Kumla Motorstadion
- Location: Kumla Motorstadion, Kungsleden 50, 692 92 Kumla, Sweden
- Coordinates: 59°05′19″N 15°09′15″E﻿ / ﻿59.08861°N 15.15417°E
- Capacity: 15,000
- Opened: 1946
- Length: 0.375 km

= Kumla Motorstadion =

Stadium in Kumla, Sweden

The Kumla Motorstadion, formerly the Glottra Skog Arena for sponsorship reasons and also referred to as Sannaheds is a 15,000-capacity motorcycle speedway stadium, south of Kumla in Sweden.

The Arena is the home venue of the speedway team called Indianerna who race in the Eliserien, which is the highest league in Swedish speedway.

The primary 500c track measures 375 metres in circumference, while a smaller 80cc track is 175 metres.

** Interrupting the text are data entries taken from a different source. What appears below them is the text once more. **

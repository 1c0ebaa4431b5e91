//! Adapters that turn external records into processor commands

pub mod broker;
pub mod csv_import;
pub mod fields;
pub mod idempotency;
pub mod orders_file;

pub use self::broker::{
    BrokerClient, BrokerError, BrokerOrder, BrokerSync, OrderSide, SyncError, SyncReport,
};
pub use self::csv_import::{CsvError, CsvImporter, CsvTransactionRow, RowError};
pub use self::fields::CsvField;
pub use self::orders_file::JsonOrdersFile;

use crate::core::{Outcome, Rejection};
use serde::Serialize;

/// Problem with one row of a batch
#[derive(Debug, Clone, PartialEq, Eq, Serialize)]
pub struct RowIssue {
    /// 1-based data row (header excluded) or position in the fetched batch
    pub row: usize,
    pub key: Option<String>,
    pub message: String,
}

/// Counts for one ingestion run.
///
/// Every row lands in exactly one of `succeeded`, `duplicates`, `skipped`
/// (could not be parsed into a command) or `failed` (rejected by the
/// processor).
#[derive(Debug, Clone, Default, PartialEq, Eq, Serialize)]
pub struct BatchSummary {
    pub succeeded: usize,
    pub duplicates: usize,
    pub skipped: usize,
    pub failed: usize,
    /// Every row was attempted and none failed for a storage reason, so the
    /// source can be discarded
    pub completed: bool,
    pub issues: Vec<RowIssue>,
}

impl BatchSummary {
    pub fn total(&self) -> usize {
        self.succeeded + self.duplicates + self.skipped + self.failed
    }

    pub(crate) fn skip(&mut self, row: usize, message: impl Into<String>) {
        let message = message.into();
        log::warn!("row {} skipped: {}", row, message);
        self.skipped += 1;
        self.issues.push(RowIssue {
            row,
            key: None,
            message,
        });
    }

    /// Count a processor result. Returns false when the failure was not the
    /// row's fault (storage or persistent conflict).
    pub(crate) fn record(
        &mut self,
        row: usize,
        key: &str,
        result: Result<Outcome, Rejection>,
    ) -> bool {
        match result {
            Ok(Outcome::Recorded(_)) => {
                self.succeeded += 1;
                true
            }
            Ok(Outcome::Duplicate(_)) => {
                self.duplicates += 1;
                true
            }
            Err(rejection) => {
                let recoverable = rejection.is_validation();
                if recoverable {
                    log::warn!("row {} ({}) rejected: {}", row, key, rejection);
                } else {
                    log::error!("row {} ({}) failed: {}", row, key, rejection);
                }
                self.failed += 1;
                self.issues.push(RowIssue {
                    row,
                    key: Some(key.to_string()),
                    message: rejection.to_string(),
                });
                recoverable
            }
        }
    }
}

The stadium called the (Kumla Motorstadion) at the time, was built in 1946 and attracted 23,000 to the first meeting on 16 June 1946. The venue also staged ice racing speedway. The track staged the 1953 Continental Speedway Final which formed part of the 1953 Individual Speedway World Championship and then hosted international meetings.

The venue also staged the 1992 Speedway World Team Cup final.